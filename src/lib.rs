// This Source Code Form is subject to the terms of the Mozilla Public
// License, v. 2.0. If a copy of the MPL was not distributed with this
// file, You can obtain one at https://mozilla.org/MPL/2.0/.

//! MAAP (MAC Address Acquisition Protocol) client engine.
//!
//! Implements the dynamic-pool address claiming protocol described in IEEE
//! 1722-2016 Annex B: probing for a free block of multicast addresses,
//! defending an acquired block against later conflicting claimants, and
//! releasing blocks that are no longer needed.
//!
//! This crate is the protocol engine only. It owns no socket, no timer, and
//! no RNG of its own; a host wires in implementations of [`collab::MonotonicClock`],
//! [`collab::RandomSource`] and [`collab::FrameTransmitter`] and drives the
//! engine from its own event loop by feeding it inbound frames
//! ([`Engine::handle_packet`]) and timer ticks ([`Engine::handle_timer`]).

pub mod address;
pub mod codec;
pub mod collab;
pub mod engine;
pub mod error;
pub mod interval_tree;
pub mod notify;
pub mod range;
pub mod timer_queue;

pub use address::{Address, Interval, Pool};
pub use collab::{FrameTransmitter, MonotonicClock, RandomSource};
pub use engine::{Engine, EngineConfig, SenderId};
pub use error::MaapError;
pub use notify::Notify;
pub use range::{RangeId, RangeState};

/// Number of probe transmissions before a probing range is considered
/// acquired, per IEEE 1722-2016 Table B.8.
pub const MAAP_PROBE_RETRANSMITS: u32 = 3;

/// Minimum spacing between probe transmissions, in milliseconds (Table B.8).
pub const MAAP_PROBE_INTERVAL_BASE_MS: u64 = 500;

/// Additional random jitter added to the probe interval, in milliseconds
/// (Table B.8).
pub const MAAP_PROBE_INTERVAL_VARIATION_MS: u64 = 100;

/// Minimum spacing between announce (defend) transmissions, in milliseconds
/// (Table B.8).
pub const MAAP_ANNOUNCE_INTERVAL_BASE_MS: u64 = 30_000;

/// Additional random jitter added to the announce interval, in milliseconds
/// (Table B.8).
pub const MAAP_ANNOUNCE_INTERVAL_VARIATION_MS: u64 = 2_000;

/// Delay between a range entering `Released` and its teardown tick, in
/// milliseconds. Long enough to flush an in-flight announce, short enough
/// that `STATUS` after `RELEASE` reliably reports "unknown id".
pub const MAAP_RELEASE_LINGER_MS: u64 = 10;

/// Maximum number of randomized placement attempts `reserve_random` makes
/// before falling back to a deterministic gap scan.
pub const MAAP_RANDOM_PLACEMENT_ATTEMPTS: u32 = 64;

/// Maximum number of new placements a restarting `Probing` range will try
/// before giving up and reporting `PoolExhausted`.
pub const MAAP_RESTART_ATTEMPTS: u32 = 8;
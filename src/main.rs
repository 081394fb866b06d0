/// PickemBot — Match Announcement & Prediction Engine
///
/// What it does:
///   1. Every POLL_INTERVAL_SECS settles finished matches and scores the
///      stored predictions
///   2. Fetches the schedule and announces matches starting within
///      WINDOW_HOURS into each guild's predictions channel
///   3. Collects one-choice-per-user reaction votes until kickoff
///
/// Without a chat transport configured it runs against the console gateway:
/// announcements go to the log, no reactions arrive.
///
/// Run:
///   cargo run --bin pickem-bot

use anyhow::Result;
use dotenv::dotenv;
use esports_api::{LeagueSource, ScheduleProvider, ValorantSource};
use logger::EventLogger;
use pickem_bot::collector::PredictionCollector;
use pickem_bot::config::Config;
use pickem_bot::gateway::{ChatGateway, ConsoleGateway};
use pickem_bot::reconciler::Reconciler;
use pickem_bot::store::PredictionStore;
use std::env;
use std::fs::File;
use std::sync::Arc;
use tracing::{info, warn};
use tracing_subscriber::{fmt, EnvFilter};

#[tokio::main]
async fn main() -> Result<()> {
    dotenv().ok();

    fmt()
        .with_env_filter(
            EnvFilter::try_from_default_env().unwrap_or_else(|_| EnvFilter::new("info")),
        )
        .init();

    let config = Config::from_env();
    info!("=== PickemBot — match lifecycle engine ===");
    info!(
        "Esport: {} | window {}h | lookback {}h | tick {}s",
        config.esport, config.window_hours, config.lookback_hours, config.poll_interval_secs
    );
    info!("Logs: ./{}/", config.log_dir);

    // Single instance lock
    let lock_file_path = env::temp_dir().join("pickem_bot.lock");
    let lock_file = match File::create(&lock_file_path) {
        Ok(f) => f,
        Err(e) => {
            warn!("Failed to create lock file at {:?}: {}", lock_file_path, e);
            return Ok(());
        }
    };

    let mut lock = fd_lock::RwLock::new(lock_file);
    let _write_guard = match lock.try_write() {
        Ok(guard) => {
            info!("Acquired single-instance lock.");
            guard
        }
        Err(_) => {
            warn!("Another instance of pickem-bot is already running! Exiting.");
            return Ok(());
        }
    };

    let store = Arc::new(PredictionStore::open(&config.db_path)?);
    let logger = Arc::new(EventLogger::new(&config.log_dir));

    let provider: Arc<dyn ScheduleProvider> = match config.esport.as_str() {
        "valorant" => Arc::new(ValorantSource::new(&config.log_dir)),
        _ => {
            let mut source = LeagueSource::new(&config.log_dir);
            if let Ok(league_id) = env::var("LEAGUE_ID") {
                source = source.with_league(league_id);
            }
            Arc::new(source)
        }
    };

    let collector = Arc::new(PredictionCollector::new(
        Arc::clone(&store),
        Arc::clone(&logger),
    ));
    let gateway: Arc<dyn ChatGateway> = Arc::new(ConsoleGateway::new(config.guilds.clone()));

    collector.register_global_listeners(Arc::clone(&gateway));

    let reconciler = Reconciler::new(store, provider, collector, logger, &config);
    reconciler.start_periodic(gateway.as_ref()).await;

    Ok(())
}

**DESCRIPTION OF THE TASK**
Only the lines above from the line containing "repository 081394fb866b06d0" through the line containing "let mut lock" should be retyped, exactly and with both ends included.

**RESPONSE TO THE EXERCISE**
repository 081394fb866b06d0
/// PickemBot — Match Announcement & Prediction Engine
///
/// What it does:
///   1. Every POLL_INTERVAL_SECS settles finished matches and scores the
///      stored predictions
///   2. Fetches the schedule and announces matches starting within
///      WINDOW_HOURS into each guild's predictions channel
///   3. Collects one-choice-per-user reaction votes until kickoff
///
/// Without a chat transport configured it runs against the console gateway:
/// announcements go to the log, no reactions arrive.
///
/// Run:
///   cargo run --bin pickem-bot

use anyhow::Result;
use dotenv::dotenv;
use esports_api::{LeagueSource, ScheduleProvider, ValorantSource};
use logger::EventLogger;
use pickem_bot::collector::PredictionCollector;
use pickem_bot::config::Config;
use pickem_bot::gateway::{ChatGateway, ConsoleGateway};
use pickem_bot::reconciler::Reconciler;
use pickem_bot::store::PredictionStore;
use std::env;
use std::fs::File;
use std::sync::Arc;
use tracing::{info, warn};
use tracing_subscriber::{fmt, EnvFilter};

#[tokio::main]
async fn main() -> Result<()> {
    dotenv().ok();

    fmt()
        .with_env_filter(
            EnvFilter::try_from_default_env().unwrap_or_else(|_| EnvFilter::new("info")),
        )
        .init();

    let config = Config::from_env();
    info!("=== PickemBot — match lifecycle engine ===");
    info!(
        "Esport: {} | window {}h | lookback {}h | tick {}s",
        config.esport, config.window_hours, config.lookback_hours, config.poll_interval_secs
    );
    info!("Logs: ./{}/", config.log_dir);

    // Single instance lock
    let lock_file_path = env::temp_dir().join("pickem_bot.lock");
    let lock_file = match File::create(&lock_file_path) {
        Ok(f) => f,
        Err(e) => {
            warn!("Failed to create lock file at {:?}: {}", lock_file_path, e);
            return Ok(());
        }
    };

    let mut lock = fd_lock::RwLock::new(lock_file);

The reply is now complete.